In the middle of the year, it looks like June 10th. So right in the middle of the
year, Sam Melly gets fired. So Billy's going to get the job.
He is not. He named Cal Irmer as successor.
Oh, Billy's got to be livid. Oh, yeah.
It's two and a half seasons as manager of the AAA team for the
twins. This guy, Billy is, you know. Not happy. Yeah, he can't be happy. May 23rd,
1968, court decides for Billy Martin. Well, that's good. Reversed and remanded and clears his
judgment and his debt here. It went from a million to 260,000 to 100,000 to 35,000.
That's how they knew they had no case. And, yeah, keeps going. If you feel, you've awarded,
at a million dollars, and you feel confident in that case, are you ever going to settle for 35 grand?
Never ever. Never ever. No, fuck no. So the twins started the 68 season like shit.
Martin got called into the owner's office and he thought he was going to be offered the manager job.

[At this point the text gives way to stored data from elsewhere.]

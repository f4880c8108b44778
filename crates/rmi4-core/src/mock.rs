//! In-memory host collaborators for exercising function handlers

use crate::error::{TransportError, errno};
use crate::input::{EventType, InputProperty, InputSink, SharedInputSink};
use crate::irq::{IrqController, IrqMask};
use parking_lot::Mutex;
use std::collections::HashMap;
use std::sync::Arc;

/// Register map backed transport with failure injection.
#[derive(Debug, Default)]
pub struct MockTransport {
    registers: HashMap<u16, u8>,
    failure: Option<i32>,
    reads: Vec<(u16, usize)>,
}

impl MockTransport {
    pub fn new() -> Self {
        Self::default()
    }

    pub fn with_register(mut self, address: u16, value: u8) -> Self {
        self.set_register(address, value);
        self
    }

    pub fn set_register(&mut self, address: u16, value: u8) {
        self.registers.insert(address, value);
    }

    /// Make every following read fail with `code` until cleared.
    pub fn fail_with(&mut self, code: i32) {
        self.failure = Some(code);
    }

    pub fn clear_failure(&mut self) {
        self.failure = None;
    }

    /// `(address, length)` of every read attempted, failed ones included.
    pub fn reads(&self) -> &[(u16, usize)] {
        &self.reads
    }
}

impl crate::transport::RegisterTransport for MockTransport {
    fn read_block(&mut self, address: u16, buf: &mut [u8]) -> Result<(), TransportError> {
        self.reads.push((address, buf.len()));
        if let Some(code) = self.failure {
            return Err(TransportError::new(address, code));
        }

        for (offset, byte) in buf.iter_mut().enumerate() {
            let register = u16::try_from(offset)
                .ok()
                .and_then(|offset| address.checked_add(offset))
                .ok_or(TransportError::new(address, errno::EINVAL))?;
            *byte = self.registers.get(&register).copied().unwrap_or(0);
        }
        Ok(())
    }
}

#[derive(Debug, Clone, Copy, PartialEq, Eq)]
pub struct KeyEvent {
    pub code: u16,
    pub pressed: bool,
}

/// Input sink that records everything reported to it.
#[derive(Debug, Default)]
pub struct RecordingInputSink {
    pub capabilities: Vec<(EventType, u16)>,
    pub properties: Vec<InputProperty>,
    pub keycode_table: Vec<u16>,
    pub events: Vec<KeyEvent>,
}

impl RecordingInputSink {
    pub fn new() -> Self {
        Self::default()
    }

    /// A recording sink plus the type-erased handle functions report through.
    pub fn shared() -> (Arc<Mutex<RecordingInputSink>>, SharedInputSink) {
        let sink = Arc::new(Mutex::new(Self::new()));
        let handle: SharedInputSink = sink.clone();
        (sink, handle)
    }

    pub fn keycode_max(&self) -> usize {
        self.keycode_table.len()
    }
}

impl InputSink for RecordingInputSink {
    fn set_capability(&mut self, event_type: EventType, code: u16) {
        self.capabilities.push((event_type, code));
    }

    fn set_property(&mut self, property: InputProperty) {
        self.properties.push(property);
    }

    fn set_keycode_table(&mut self, keycodes: &[u16]) {
        self.keycode_table = keycodes.to_vec();
    }

    fn report_key(&mut self, code: u16, pressed: bool) {
        self.events.push(KeyEvent { code, pressed });
    }
}

/// Interrupt controller that accumulates enabled bits.
#[derive(Debug, Default)]
pub struct MockIrqController {
    pub enabled: IrqMask,
    pub calls: usize,
}

impl MockIrqController {
    pub fn new() -> Self {
        Self::default()
    }
}

impl IrqController for MockIrqController {
    fn set_irq_bits(&mut self, mask: IrqMask) {
        self.enabled = self.enabled.union(mask);
        self.calls = self.calls.saturating_add(1);
    }
}

#[cfg(test)]
mod tests {
    use super::*;
    use crate::transport::RegisterTransport;

    #[test]
    fn test_mock_transport_reads_map() -> Result<(), TransportError> {
        let mut transport = MockTransport::new()
            .with_register(0x10, 0xAA)
            .with_register(0x11, 0xBB);

        let mut buf = [0u8; 3];
        transport.read_block(0x10, &mut buf)?;
        assert_eq!(buf, [0xAA, 0xBB, 0x00]);
        assert_eq!(transport.reads(), [(0x10u16, 3usize)].as_slice());
        Ok(())
    }

    #[test]
    fn test_mock_transport_failure() {
        let mut transport = MockTransport::new().with_register(0x10, 0xAA);
        transport.fail_with(errno::EIO);

        let result = transport.read_u8(0x10);
        assert_eq!(result, Err(TransportError::new(0x10, errno::EIO)));
        assert_eq!(transport.reads().len(), 1);

        transport.clear_failure();
        assert_eq!(transport.read_u8(0x10), Ok(0xAA));
    }

    #[test]
    fn test_recording_sink_shared_handle() {
        let (sink, handle) = RecordingInputSink::shared();
        handle.lock().report_key(0x110, true);
        assert_eq!(
            sink.lock().events,
            vec![KeyEvent {
                code: 0x110,
                pressed: true
            }]
        );
    }

    #[test]
    fn test_irq_controller_accumulates() {
        let mut irq = MockIrqController::new();
        irq.set_irq_bits(IrqMask::new(0b01));
        irq.set_irq_bits(IrqMask::new(0b10));
        assert_eq!(irq.enabled.bits(), 0b11);
        assert_eq!(irq.calls, 2);
    }
}
//! Error types shared by the host contract and function handlers

use crate::function::FunctionKey;
use thiserror::Error;

/// Negative errno values the host driver expects back from a handler.
pub mod errno {
    pub const ENOENT: i32 = -2;
    pub const EIO: i32 = -5;
    pub const ENXIO: i32 = -6;
    pub const ENOMEM: i32 = -12;
    pub const EEXIST: i32 = -17;
    pub const ENODEV: i32 = -19;
    pub const EINVAL: i32 = -22;
}

/// A register read that the bus layer could not complete.
#[derive(Error, Debug, Clone, Copy, PartialEq, Eq)]
#[error("register read at {address:#06x} failed with code {code}")]
pub struct TransportError {
    pub address: u16,
    pub code: i32,
}

impl TransportError {
    pub fn new(address: u16, code: i32) -> Self {
        Self { address, code }
    }
}

#[derive(Error, Debug, Clone, PartialEq, Eq)]
pub enum Rmi4Error {
    #[error("no input device found")]
    NoInputSink,

    #[error(transparent)]
    Transport(#[from] TransportError),

    #[error("out of memory while allocating function state")]
    ResourceExhausted,

    #[error("function {0} has not been probed")]
    NotProbed(FunctionKey),

    #[error("no handler registered for function {0:#04x}")]
    UnknownFunction(u8),

    #[error("a handler for function {0:#04x} is already registered")]
    DuplicateHandler(u8),

    #[error("invalid configuration: {0}")]
    InvalidConfig(String),
}

impl Rmi4Error {
    /// The negative errno reported to the host for this failure.
    ///
    /// Transport failures pass the bus layer's code through unchanged.
    pub fn errno(&self) -> i32 {
        match self {
            Rmi4Error::NoInputSink => errno::ENXIO,
            Rmi4Error::Transport(e) => e.code,
            Rmi4Error::ResourceExhausted => errno::ENOMEM,
            Rmi4Error::NotProbed(_) => errno::ENODEV,
            Rmi4Error::UnknownFunction(_) => errno::ENOENT,
            Rmi4Error::DuplicateHandler(_) => errno::EEXIST,
            Rmi4Error::InvalidConfig(_) => errno::EINVAL,
        }
    }

    /// True when the host should leave the function inert and carry on
    /// bringing up the rest of the device.
    pub fn is_skippable(&self) -> bool {
        matches!(self, Rmi4Error::NoInputSink)
    }
}

pub type Rmi4Result<T> = Result<T, Rmi4Error>;

#[cfg(test)]
mod tests {
    use super::*;
    use crate::function::DeviceId;

    #[test]
    fn test_error_display() {
        let err = Rmi4Error::NoInputSink;
        assert_eq!(format!("{}", err), "no input device found");

        let err = Rmi4Error::from(TransportError::new(0x0408, errno::EIO));
        assert_eq!(format!("{}", err), "register read at 0x0408 failed with code -5");

        let err = Rmi4Error::UnknownFunction(0x21);
        assert_eq!(format!("{}", err), "no handler registered for function 0x21");
    }

    #[test]
    fn test_errno_mapping() {
        assert_eq!(Rmi4Error::NoInputSink.errno(), errno::ENXIO);
        assert_eq!(Rmi4Error::ResourceExhausted.errno(), errno::ENOMEM);
        assert_eq!(
            Rmi4Error::Transport(TransportError::new(0, -110)).errno(),
            -110
        );
        let key = FunctionKey::new(DeviceId(1), 0x21);
        assert_eq!(Rmi4Error::NotProbed(key).errno(), errno::ENODEV);
    }

    #[test]
    fn test_only_missing_sink_is_skippable() {
        assert!(Rmi4Error::NoInputSink.is_skippable());
        assert!(!Rmi4Error::ResourceExhausted.is_skippable());
        assert!(!Rmi4Error::Transport(TransportError::new(0, errno::EIO)).is_skippable());
    }
}
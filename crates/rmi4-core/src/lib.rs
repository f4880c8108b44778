//! Host contract for RMI4 function handlers
//!
//! An RMI4 touch controller exposes a set of numbered "functions" (F01 device
//! control, F11/F12 2D sensing, F21 force sensing, ...). The host driver walks
//! the page description table, then hands each function to the handler that
//! claims its number. This crate describes what a handler can see of the host:
//!
//! - [`transport`]: register block reads over the underlying bus
//! - [`input`]: the input sink shared by every function of one device
//! - [`irq`]: interrupt masks and the controller that enables them
//! - [`function`]: function descriptors and per-call device context
//! - [`handler`]: the `probe` / `config` / `attention` lifecycle trait
//! - [`registry`]: dispatch of lifecycle calls by function number
//! - [`state`]: per-instance state table keyed by device and function
//! - [`mock`]: in-memory collaborators for tests

#![deny(unsafe_op_in_unsafe_fn)]
#![deny(clippy::unwrap_used)]

pub mod error;
pub mod function;
pub mod handler;
pub mod input;
pub mod irq;
pub mod mock;
pub mod registry;
pub mod state;
pub mod transport;

pub use error::*;
pub use function::*;
pub use handler::*;
pub use input::*;
pub use irq::*;
pub use registry::*;
pub use state::*;
pub use transport::*;
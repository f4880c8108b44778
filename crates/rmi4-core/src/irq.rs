//! Interrupt source masks and the controller that enables them

use std::fmt;

/// Bits of the device's interrupt status register owned by one function.
#[derive(Debug, Clone, Copy, PartialEq, Eq, Hash, Default)]
pub struct IrqMask(u32);

impl IrqMask {
    pub const EMPTY: IrqMask = IrqMask(0);

    pub const fn new(bits: u32) -> Self {
        Self(bits)
    }

    /// Mask covering `count` consecutive sources starting at bit `first`.
    ///
    /// Bits past the 32nd source are dropped.
    pub fn from_range(first: u32, count: u32) -> Self {
        let bits = (first..first.saturating_add(count))
            .take_while(|bit| *bit < u32::BITS)
            .fold(0u32, |acc, bit| acc | (1u32 << bit));
        Self(bits)
    }

    pub const fn bits(self) -> u32 {
        self.0
    }

    pub const fn is_empty(self) -> bool {
        self.0 == 0
    }

    pub const fn contains(self, other: IrqMask) -> bool {
        self.0 & other.0 == other.0
    }

    pub const fn intersects(self, other: IrqMask) -> bool {
        self.0 & other.0 != 0
    }

    #[must_use]
    pub const fn union(self, other: IrqMask) -> Self {
        Self(self.0 | other.0)
    }

    #[must_use]
    pub const fn difference(self, other: IrqMask) -> Self {
        Self(self.0 & !other.0)
    }
}

impl fmt::Display for IrqMask {
    fn fmt(&self, f: &mut fmt::Formatter<'_>) -> fmt::Result {
        write!(f, "{:#010b}", self.0)
    }
}

/// Host hook that unmasks a function's interrupt sources.
///
/// Enabling is cumulative: setting bits that are already enabled is a no-op.
pub trait IrqController: Send {
    fn set_irq_bits(&mut self, mask: IrqMask);
}

#[cfg(test)]
mod tests {
    use super::*;

    #[test]
    fn test_from_range() {
        assert_eq!(IrqMask::from_range(0, 1).bits(), 0b1);
        assert_eq!(IrqMask::from_range(2, 3).bits(), 0b11100);
        assert!(IrqMask::from_range(5, 0).is_empty());
    }

    #[test]
    fn test_from_range_clamps_to_register_width() {
        assert_eq!(IrqMask::from_range(31, 4).bits(), 1 << 31);
        assert!(IrqMask::from_range(40, 2).is_empty());
    }

    #[test]
    fn test_set_operations() {
        let a = IrqMask::new(0b0011);
        let b = IrqMask::new(0b0110);
        assert_eq!(a.union(b).bits(), 0b0111);
        assert_eq!(a.difference(b).bits(), 0b0001);
        assert!(a.intersects(b));
        assert!(a.union(b).contains(a));
        assert!(!a.contains(b));
    }
}
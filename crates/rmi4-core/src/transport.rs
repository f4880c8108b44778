//! Register transport consumed by function handlers

use crate::error::TransportError;

/// Block reads over the register-addressed bus (I2C, SMBus or SPI).
///
/// Reads are synchronous and may sleep on the underlying bus. Retries and
/// timeouts belong to the implementation, not to callers.
pub trait RegisterTransport: Send {
    /// Fill `buf` with `buf.len()` bytes starting at `address`.
    fn read_block(&mut self, address: u16, buf: &mut [u8]) -> Result<(), TransportError>;

    /// Read a single register.
    fn read_u8(&mut self, address: u16) -> Result<u8, TransportError> {
        let mut buf = [0u8; 1];
        self.read_block(address, &mut buf)?;
        let [value] = buf;
        Ok(value)
    }
}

He was ready to take it. Instead, he said, I want you to manage the Denver Bears.
Yikes. The AAA team. They had an 8 and 22 record at the time.
Oh, God. He didn't walk.
it, but when his wife told him that he needed to prove his ability as a manager before getting a job as one of the majors, he said, yeah, you're probably right, fine.
You're probably right, but I'm a World Series champion.
Yeah, I don't want to go to Denver Bears. This sucks. So he replaced Johnny Gorel, Gorill, who was relieved of the Denver position. He said, I would like to go down and get the experience and show people in baseball. I can handle men. That sounds terrible. I can handle men. Four or five of them at a time. I don't care. Line them up as far as they.
can fucking stand. I said men, not man. All of the men. You can all have a piece of me, God damn.
So he says, I think it's a great opportunity because I think that there's going to be some major league
managerial spots open next year. Okay. Now, Greg Nettles, who's future Yankee hero, World Series
Hero, third baseman, a very good third baseman, Greg Nettles. Is he related to that country singer,
girl?
Oh, fuck what I know.
I don't know.
Is it Jenna Nettles?
I don't know what her name.
She's in Bridges Jenstone.
Is that girl?
Oh, her.
Jennifer.
I wonder if she's related to him.
Beats me.
I don't know.
N-E-T-L-E-S?
Yep.
There you go, maybe.
I don't know.
I don't know how common of a name that is.
Yeah, I don't either.
That's the only two people I've ever heard with it.
Now, Nettles was on the AAA Bears at that point.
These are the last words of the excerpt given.